# What needs to be done:
Everything from the line containing "use autofollow_core::Credentials;" through the line containing "to listen for" in the listing below should be copied exactly, and nothing more.

════

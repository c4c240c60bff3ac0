// src/encryptor/mod.rs

//! Encrypting engines.
//!
//! [`RawEncryptor`] seals under a [`Key`](crate::Key); [`PasswordEncryptor`]
//! derives a key with PBKDF2 and writes the KDF parameters into its header.
//! Both share the block+tag sealing in `stream`.

pub(crate) mod password;
pub(crate) mod raw;
pub(crate) mod stream;

pub use password::PasswordEncryptor;
pub use raw::RawEncryptor;
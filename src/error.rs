//! # Error Types
//!
//! [`CryptError`] covers programmer and configuration errors only: using an
//! engine out of order, handing it the wrong parameters, or building keys and
//! salts of the wrong size.
//!
//! Anything that depends on untrusted ciphertext (bad MACs, bad padding,
//! truncated envelopes, ...) is **never** an `Err`. Those outcomes are reported
//! through [`CipherResult`](crate::CipherResult).

use thiserror::Error;

/// The error type for misuse of the cipher engines and key material.
#[derive(Error, Debug, Clone, PartialEq, Eq)]
pub enum CryptError {
    /// `process`, `finalize` or `reset` was called before `initialize`.
    #[error("cipher engine is not initialized")]
    NotInitialized,

    /// `process` or `finalize` was called after `finalize`.
    #[error("cipher engine is already finalized")]
    AlreadyFinalized,

    /// The engine received a [`CipherParameters`](crate::CipherParameters)
    /// variant meant for another mode.
    #[error("parameter mismatch: {0}")]
    ParameterMismatch(&'static str),

    /// A secret had a length outside its allowed set.
    ///
    /// `secret` names which half of the key was rejected.
    #[error("invalid {secret} secret length: {len} bytes")]
    InvalidKeyLength { secret: &'static str, len: usize },

    /// A caller-supplied salt was not exactly 64 bytes.
    #[error("invalid salt length: {0} bytes (expected 64)")]
    InvalidSaltLength(usize),

    /// PBKDF2 iteration count outside the accepted range.
    #[error("invalid KDF iterations: {0}")]
    InvalidIterations(u32),

    /// Key derivation failed inside the PBKDF2 primitive.
    #[error("KDF error: {0}")]
    Kdf(String),

    /// A block cipher or MAC primitive refused its key.
    #[error("Crypto error: {0}")]
    Crypto(String),

    /// A header handed to the inspection helpers was malformed.
    #[error("Header error: {0}")]
    Header(String),
}
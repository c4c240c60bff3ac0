//! Utility functions used across the library.

/// XORs two 16-byte blocks and writes the result to `output`.
///
/// Used by both CBC directions. Callers always pass exact 16-byte slices.
///
/// # Panics (by contract)
///
/// Panics if any of the three slices is shorter than 16 bytes.
#[inline(always)]
pub const fn xor_blocks(block_a: &[u8], block_b: &[u8], output: &mut [u8]) {
    let mut i = 0;
    while i < 16 {
        output[i] = block_a[i] ^ block_b[i];
        i += 1;
    }
}
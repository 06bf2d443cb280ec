//! API route handlers for the autofollow server.

pub mod control;
pub mod health;
pub mod stream;

use std::sync::Arc;

use axum::Router;

use crate::state::AppState;

/// Create the combined router.
///
/// Routes:
/// - GET  / - Service banner
/// - GET  /api/health - Health check
/// - GET  /api/status - Job status snapshot
/// - POST /api/start - Start the follow job
/// - POST /api/stop - Stop the follow job and wait for it
/// - GET  /ws - WebSocket progress stream
pub fn api_routes(state: Arc<AppState>) -> Router {
    Router::new()
        .merge(health::root_router())
        .nest("/api", health::router())
        .nest("/api", control::router())
        .merge(stream::router())
        .with_state(state)
}
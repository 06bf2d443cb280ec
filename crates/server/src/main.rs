// crates/server/src/main.rs
//! Autofollow server binary.
//!
//! Resolves configuration, installs tracing, then serves the control API and
//! progress stream until Ctrl-C. A running job is cancelled and joined before
//! the process exits.

use std::sync::Arc;

use anyhow::{Context, Result};
use autofollow_core::Credentials;
use autofollow_server::{create_app, AppState, ServerConfig};
use autofollow_webdriver::WebDriverFactory;

#[tokio::main]
async fn main() -> Result<()> {
    let config = ServerConfig::load().context("reading configuration")?;
    let _log_guard = autofollow_observability::init_tracing(&config.log)?;

    let site = config.site_profile().context("loading site profile")?;
    let credentials = Credentials::from_env().context("reading sign-in credentials")?;
    let factory = WebDriverFactory::new(&config.webdriver_url, config.headless)
        .context("configuring WebDriver client")?;

    tracing::info!(
        webdriver = %config.webdriver_url,
        headless = config.headless,
        site = %site.start_url,
        "driver configured"
    );

    let state = AppState::new(Arc::new(factory), site, credentials, config.keepalive);
    let app = create_app(Arc::clone(&state));

    let addr = config.addr();
    let listener = tokio::net::TcpListener::bind(addr)
        .await
        .with_context(|| format!("binding {addr}"))?;
    tracing::info!("Autofollow server listening on {addr}");

    axum::serve(listener, app)
        .with_graceful_shutdown(shutdown_signal())
        .await
        .context("serving HTTP")?;

    state.jobs.shutdown().await;
    tracing::info!("shut down");
    Ok(())
}

async fn shutdown_signal() {
    if let Err(e) = tokio::signal::ctrl_c().await {
        tracing::error!(error = %e, "failed to listen for Ctrl-C");
        std::future::pending::<()>().await;
    }
}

════

# Your solution:
use autofollow_core::Credentials;
use autofollow_server::{create_app, AppState, ServerConfig};
use autofollow_webdriver::WebDriverFactory;

#[tokio::main]
async fn main() -> Result<()> {
    let config = ServerConfig::load().context("reading configuration")?;
    let _log_guard = autofollow_observability::init_tracing(&config.log)?;

    let site = config.site_profile().context("loading site profile")?;
    let credentials = Credentials::from_env().context("reading sign-in credentials")?;
    let factory = WebDriverFactory::new(&config.webdriver_url, config.headless)
        .context("configuring WebDriver client")?;

    tracing::info!(
        webdriver = %config.webdriver_url,
        headless = config.headless,
        site = %site.start_url,
        "driver configured"
    );

    let state = AppState::new(Arc::new(factory), site, credentials, config.keepalive);
    let app = create_app(Arc::clone(&state));

    let addr = config.addr();
    let listener = tokio::net::TcpListener::bind(addr)
        .await
        .with_context(|| format!("binding {addr}"))?;
    tracing::info!("Autofollow server listening on {addr}");

    axum::serve(listener, app)
        .with_graceful_shutdown(shutdown_signal())
        .await
        .context("serving HTTP")?;

    state.jobs.shutdown().await;
    tracing::info!("shut down");
    Ok(())
}

async fn shutdown_signal() {
    if let Err(e) = tokio::signal::ctrl_c().await {
        tracing::error!(error = %e, "failed to listen for Ctrl-C");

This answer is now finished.